The second ingredient is water, which adds nothing but moisture to this food. Water is a routine finding in most canned dog foods.
The third ingredient is organic brown rice, a complex carbohydrate that (once cooked) can be fairly easy to digest. However, aside from its natural energy content, rice is of only modest nutritional value to a dog.
The fourth ingredient includes organic potatoes. Potatoes can be considered a gluten-free source of digestible carbohydrates. Yet with the exception of perhaps their caloric content, potatoes are of only modest nutritional value to a dog.
The fifth ingredient lists organic carrots. Carrots are rich in beta-carotene, minerals and dietary fiber.
The sixth ingredient is organic coconut flour, a powder derived from dried, defatted coconut meat. This cereal grain replacement is high in fiber and low in digestible carbohydrates.
The seventh ingredient is organic flaxseed, one of the best plant sources of healthy omega-3 fatty acids. Provided they’ve first been ground into a meal, flax seeds are also rich in soluble fiber.
However, flaxseed contains about 19% protein, a factor that must be considered when judging the actual meat content of this dog food.
The eighth ingredient is organic chicken liver. This is an organ meat sourced from a named animal and thus considered a beneficial component.
The ninth ingredient includes organic apple, a nutrient-rich fruit that’s also high in fiber.
From here, the list goes on to include a number of other items.
But to be realistic, ingredients located this far down the list (other than nutritional supplements) are not likely to affect the overall rating of this product.

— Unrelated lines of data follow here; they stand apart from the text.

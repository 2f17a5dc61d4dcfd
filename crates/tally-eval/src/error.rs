//! Runtime error types for the Tally evaluator.

use tally_types::{ErrorCode, Span};
use thiserror::Error;

/// Evaluation error. Any of these aborts the whole program.
#[derive(Debug, Clone, PartialEq, Eq, Error)]
pub enum EvalError {
    #[error("undefined variable '{name}'")]
    UndefinedVariable { name: String, span: Span },

    #[error("undefined function '{name}'")]
    UndefinedFunction { name: String, span: Span },

    #[error("function '{name}' expects {expected} argument(s), got {actual}")]
    ArityMismatch {
        name: String,
        expected: usize,
        actual: usize,
        span: Span,
    },

    #[error("division by zero")]
    DivisionByZero { span: Span },

    #[error("type mismatch: {context}")]
    TypeMismatch { context: String, span: Span },

    #[error("integer overflow in '{op}'")]
    IntegerOverflow { op: &'static str, span: Span },

    #[error("call depth exceeded {depth}")]
    StackOverflow { depth: usize, span: Span },
}

impl EvalError {
    pub fn code(&self) -> ErrorCode {
        match self {
            Self::UndefinedVariable { .. } => ErrorCode::UNDEFINED_VARIABLE,
            Self::UndefinedFunction { .. } => ErrorCode::UNDEFINED_FUNCTION,
            Self::ArityMismatch { .. } => ErrorCode::ARITY_MISMATCH,
            Self::DivisionByZero { .. } => ErrorCode::DIVISION_BY_ZERO,
            Self::TypeMismatch { .. } => ErrorCode::TYPE_MISMATCH,
            Self::IntegerOverflow { .. } => ErrorCode::INTEGER_OVERFLOW,
            Self::StackOverflow { .. } => ErrorCode::STACK_OVERFLOW,
        }
    }

    /// Where the failing expression sits in the source.
    pub fn span(&self) -> Span {
        match self {
            Self::UndefinedVariable { span, .. }
            | Self::UndefinedFunction { span, .. }
            | Self::ArityMismatch { span, .. }
            | Self::DivisionByZero { span }
            | Self::TypeMismatch { span, .. }
            | Self::IntegerOverflow { span, .. }
            | Self::StackOverflow { span, .. } => *span,
        }
    }
}

/// Result alias for evaluator operations.
pub type EvalResult<T> = Result<T, EvalError>;
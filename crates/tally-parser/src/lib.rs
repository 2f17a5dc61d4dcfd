//! Tally parser: converts a token stream into an AST.

mod parse_decl;
mod parse_expr;
mod parse_stmt;
mod parser;

pub use parser::{parse, Expected, ParseError, ParseResult, Parser, ParserConfig, Precedence};
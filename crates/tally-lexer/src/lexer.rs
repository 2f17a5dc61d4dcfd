//! Core Tally lexer: converts source text to a token stream.
//!
//! Features:
//! - Integer and float literals (maximal munch, no sign, no exponent)
//! - Identifiers with the reserved words `func` and `return`
//! - Single-character operators and punctuation
//! - Whitespace skipped; the first unrecognised character aborts lexing

use tally_types::{ErrorCode, Span};
use thiserror::Error;

use crate::token::{Token, TokenKind};

/// Lexing failure. Lexing stops at the first one.
#[derive(Debug, Clone, PartialEq, Eq, Error)]
pub enum LexError {
    #[error("unexpected character '{ch}' at offset {offset}")]
    UnexpectedCharacter { ch: char, offset: usize, span: Span },

    #[error("integer literal '{text}' at offset {offset} does not fit in 64 bits")]
    IntegerOutOfRange {
        text: String,
        offset: usize,
        span: Span,
    },
}

impl LexError {
    pub fn code(&self) -> ErrorCode {
        match self {
            Self::UnexpectedCharacter { .. } => ErrorCode::UNEXPECTED_CHARACTER,
            Self::IntegerOutOfRange { .. } => ErrorCode::INTEGER_OUT_OF_RANGE,
        }
    }

    pub fn span(&self) -> Span {
        match self {
            Self::UnexpectedCharacter { span, .. } | Self::IntegerOutOfRange { span, .. } => *span,
        }
    }
}

/// Result alias for lexing.
pub type LexResult<T> = Result<T, LexError>;

/// Lex `source` into tokens. The returned sequence always ends with
/// [`TokenKind::Eof`].
pub fn tokenize(source: &str) -> LexResult<Vec<Token>> {
    Lexer::new(source).lex()
}

/// The Tally lexer.
pub struct Lexer<'src> {
    /// The full source text.
    source: &'src str,
    /// `source` as bytes; every lexeme Tally accepts is ASCII.
    bytes: &'src [u8],
    /// Current byte offset into `source`.
    pos: usize,
    /// Current line number (1-based).
    line: u32,
    /// Current column number (1-based).
    col: u32,
}

impl<'src> Lexer<'src> {
    pub fn new(source: &'src str) -> Self {
        Self {
            source,
            bytes: source.as_bytes(),
            pos: 0,
            line: 1,
            col: 1,
        }
    }

    /// Lex the entire source into a token stream.
    pub fn lex(mut self) -> LexResult<Vec<Token>> {
        let mut tokens = Vec::new();
        loop {
            let token = self.scan_token()?;
            let is_eof = token.kind == TokenKind::Eof;
            tokens.push(token);
            if is_eof {
                break;
            }
        }
        tracing::debug!(count = tokens.len(), "lexed source");
        Ok(tokens)
    }

    // ─────────────────────────────────────────────────────────────
    // Character-level helpers
    // ─────────────────────────────────────────────────────────────

    fn peek(&self) -> Option<u8> {
        self.bytes.get(self.pos).copied()
    }

    fn advance(&mut self) -> Option<u8> {
        let ch = self.peek()?;
        self.pos += 1;
        if ch == b'\n' {
            self.line += 1;
            self.col = 1;
        } else {
            self.col += 1;
        }
        Some(ch)
    }

    fn advance_while(&mut self, pred: impl Fn(u8) -> bool) {
        while self.peek().is_some_and(&pred) {
            self.advance();
        }
    }

    fn skip_whitespace(&mut self) {
        self.advance_while(|ch| ch.is_ascii_whitespace());
    }

    fn token_from(&self, kind: TokenKind, start: usize, line: u32, col: u32) -> Token {
        let span = Span::new(start, self.pos, line, col);
        Token::new(kind, &self.source[start..self.pos], span)
    }

    // ─────────────────────────────────────────────────────────────
    // Scanning
    // ─────────────────────────────────────────────────────────────

    fn scan_token(&mut self) -> LexResult<Token> {
        self.skip_whitespace();

        let (start, line, col) = (self.pos, self.line, self.col);
        let Some(ch) = self.peek() else {
            return Ok(Token::new(
                TokenKind::Eof,
                "",
                Span::point(start, line, col),
            ));
        };

        if ch.is_ascii_digit() {
            return self.scan_number(start, line, col);
        }
        if ch.is_ascii_alphabetic() {
            return Ok(self.scan_identifier(start, line, col));
        }
        if let Some(kind) = TokenKind::from_punct(ch) {
            self.advance();
            return Ok(self.token_from(kind, start, line, col));
        }

        // Decode the full character so multi-byte input is reported intact.
        let ch = self.source[start..].chars().next().unwrap_or(ch as char);
        Err(LexError::UnexpectedCharacter {
            ch,
            offset: start,
            span: Span::new(start, start + ch.len_utf8(), line, col),
        })
    }

    /// `digits ('.' digits?)?`. A `.` makes it a float.
    fn scan_number(&mut self, start: usize, line: u32, col: u32) -> LexResult<Token> {
        self.advance_while(|ch| ch.is_ascii_digit());

        let mut kind = TokenKind::Integer;
        if self.peek() == Some(b'.') {
            kind = TokenKind::Float;
            self.advance();
            self.advance_while(|ch| ch.is_ascii_digit());
        }

        let token = self.token_from(kind, start, line, col);
        if kind == TokenKind::Integer && token.text.parse::<i64>().is_err() {
            return Err(LexError::IntegerOutOfRange {
                text: token.text,
                offset: start,
                span: token.span,
            });
        }
        Ok(token)
    }

    fn scan_identifier(&mut self, start: usize, line: u32, col: u32) -> Token {
        self.advance_while(|ch| ch.is_ascii_alphanumeric());
        let text = &self.source[start..self.pos];
        let kind = TokenKind::from_keyword(text).unwrap_or(TokenKind::Identifier);
        self.token_from(kind, start, line, col)
    }
}
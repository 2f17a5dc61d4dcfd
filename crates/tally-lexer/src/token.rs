//! Token types for the Tally lexer.
//!
//! Defines [`TokenKind`] covering every lexeme in Tally and [`Token`],
//! which pairs a kind with its source text and [`Span`].

use serde::{Deserialize, Serialize};
use std::fmt;
use tally_types::Span;

/// Reserved identifiers. The lexer emits a keyword token for each of
/// these instead of [`TokenKind::Identifier`].
pub const ALL_KEYWORDS: &[&str] = &["func", "return"];

// ─────────────────────────────────────────────────────────────────────
// Token
// ─────────────────────────────────────────────────────────────────────

/// A single token produced by the Tally lexer.
#[derive(Debug, Clone, PartialEq, Eq)]
pub struct Token {
    /// What kind of token this is.
    pub kind: TokenKind,
    /// The exact lexeme. Empty for [`TokenKind::Eof`].
    pub text: String,
    /// Source location.
    pub span: Span,
}

impl Token {
    /// Create a new token.
    pub fn new(kind: TokenKind, text: impl Into<String>, span: Span) -> Self {
        Self {
            kind,
            text: text.into(),
            span,
        }
    }
}

impl fmt::Display for Token {
    fn fmt(&self, f: &mut fmt::Formatter<'_>) -> fmt::Result {
        match self.kind {
            TokenKind::Integer | TokenKind::Float | TokenKind::Identifier => {
                write!(f, "{}({})", self.kind.name(), self.text)
            }
            _ => f.write_str(self.kind.name()),
        }
    }
}

// ─────────────────────────────────────────────────────────────────────
// TokenKind
// ─────────────────────────────────────────────────────────────────────

/// Every token kind in the Tally language.
#[derive(Debug, Clone, Copy, PartialEq, Eq, Hash, Serialize, Deserialize)]
pub enum TokenKind {
    // ── Literals ──────────────────────────────────────────────
    /// `42`
    Integer,
    /// `3.14`
    Float,

    // ── Names ────────────────────────────────────────────────
    Identifier,
    /// `func`
    KwFunc,
    /// `return`
    KwReturn,

    // ── Operators ────────────────────────────────────────────
    /// `+`
    Plus,
    /// `-`
    Minus,
    /// `*`
    Star,
    /// `/`
    Slash,
    /// `=`
    Assign,

    // ── Punctuation ──────────────────────────────────────────
    /// `(`
    LParen,
    /// `)`
    RParen,
    /// `{`
    LBrace,
    /// `}`
    RBrace,
    /// `,`
    Comma,
    /// `;`
    Semicolon,

    /// End of input.
    Eof,
}

impl TokenKind {
    /// Look up a reserved identifier. Returns `None` for user identifiers.
    pub fn from_keyword(s: &str) -> Option<TokenKind> {
        match s {
            "func" => Some(TokenKind::KwFunc),
            "return" => Some(TokenKind::KwReturn),
            _ => None,
        }
    }

    /// Map a single-character lexeme to its token kind.
    pub fn from_punct(ch: u8) -> Option<TokenKind> {
        Some(match ch {
            b'+' => TokenKind::Plus,
            b'-' => TokenKind::Minus,
            b'*' => TokenKind::Star,
            b'/' => TokenKind::Slash,
            b'(' => TokenKind::LParen,
            b')' => TokenKind::RParen,
            b'{' => TokenKind::LBrace,
            b'}' => TokenKind::RBrace,
            b'=' => TokenKind::Assign,
            b',' => TokenKind::Comma,
            b';' => TokenKind::Semicolon,
            _ => return None,
        })
    }

    /// Short, stable name used in `Display` for tokens and in error messages.
    pub fn name(&self) -> &'static str {
        match self {
            TokenKind::Integer => "Integer",
            TokenKind::Float => "Float",
            TokenKind::Identifier => "Identifier",
            TokenKind::KwFunc => "func",
            TokenKind::KwReturn => "return",
            TokenKind::Plus => "+",
            TokenKind::Minus => "-",
            TokenKind::Star => "*",
            TokenKind::Slash => "/",
            TokenKind::Assign => "=",
            TokenKind::LParen => "(",
            TokenKind::RParen => ")",
            TokenKind::LBrace => "{",
            TokenKind::RBrace => "}",
            TokenKind::Comma => ",",
            TokenKind::Semicolon => ";",
            TokenKind::Eof => "end of file",
        }
    }
}

impl fmt::Display for TokenKind {
    fn fmt(&self, f: &mut fmt::Formatter<'_>) -> fmt::Result {
        match self {
            TokenKind::Integer => f.write_str("integer literal"),
            TokenKind::Float => f.write_str("float literal"),
            TokenKind::Identifier => f.write_str("identifier"),
            TokenKind::Eof => f.write_str("end of file"),
            other => write!(f, "'{}'", other.name()),
        }
    }
}

// ─────────────────────────────────────────────────────────────────────
// Tests
// ─────────────────────────────────────────────────────────────────────

#[cfg(test)]
mod tests {
    use super::*;

    #[test]
    fn test_from_keyword_recognises_all() {
        for &kw in ALL_KEYWORDS {
            assert!(
                matches!(
                    TokenKind::from_keyword(kw),
                    Some(TokenKind::KwFunc | TokenKind::KwReturn)
                ),
                "'{kw}' should be a keyword"
            );
        }
    }

    #[test]
    fn test_keyword_case_sensitivity() {
        assert_eq!(TokenKind::from_keyword("Func"), None);
        assert_eq!(TokenKind::from_keyword("RETURN"), None);
        assert_eq!(TokenKind::from_keyword("funcs"), None);
    }

    #[test]
    fn test_from_punct_covers_all_single_char_tokens() {
        for ch in b"+-*/(){}=,;" {
            assert!(TokenKind::from_punct(*ch).is_some(), "{}", *ch as char);
        }
        assert_eq!(TokenKind::from_punct(b'%'), None);
        assert_eq!(TokenKind::from_punct(b'.'), None);
    }

    #[test]
    fn test_display_kinds() {
        assert_eq!(TokenKind::RParen.to_string(), "')'");
        assert_eq!(TokenKind::KwFunc.to_string(), "'func'");
        assert_eq!(TokenKind::Identifier.to_string(), "identifier");
        assert_eq!(TokenKind::Eof.to_string(), "end of file");
    }

    #[test]
    fn test_display_tokens() {
        let span = Span::new(0, 2, 1, 1);
        assert_eq!(
            Token::new(TokenKind::Integer, "12", span).to_string(),
            "Integer(12)"
        );
        assert_eq!(Token::new(TokenKind::Plus, "+", span).to_string(), "+");
    }
}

With two notable exceptions…
So, one must weigh the potential benefits of feeding garlic against its proven tendency to cause subclinical damage to the red blood cells of the animal.
And lastly, this food contains chelated minerals, minerals that have been chemically attached to protein. This makes them easier to absorb. Chelated minerals are usually found in better dog foods.
Organix Canned Dog Food Review
Since this recipe contains a number of organic ingredients, we feel compelled to grant this line a more favorable status as we consider its final rating.
That’s because organic ingredients must comply with notably more stringent government standards — standards which significantly restrict the use of any synthetic pesticides, herbicides, insecticides, hormones or antibiotics.
With that in mind…
Judging by its ingredients alone, Castor and Pollux Organix Canned Dog Food looks like an above-average wet product.
But ingredient quality by itself cannot tell the whole story. We still need to estimate the product’s meat content before determining a final rating.
As a group, the brand features an average protein content of 32% and a mean fat level of 27%. Together, these figures suggest a carbohydrate content of 33% for the overall product line.
And a fat-to-protein ratio of about 86%.
Below-average protein. Above-average fat. And above-average carbs when compared to a typical wet dog food.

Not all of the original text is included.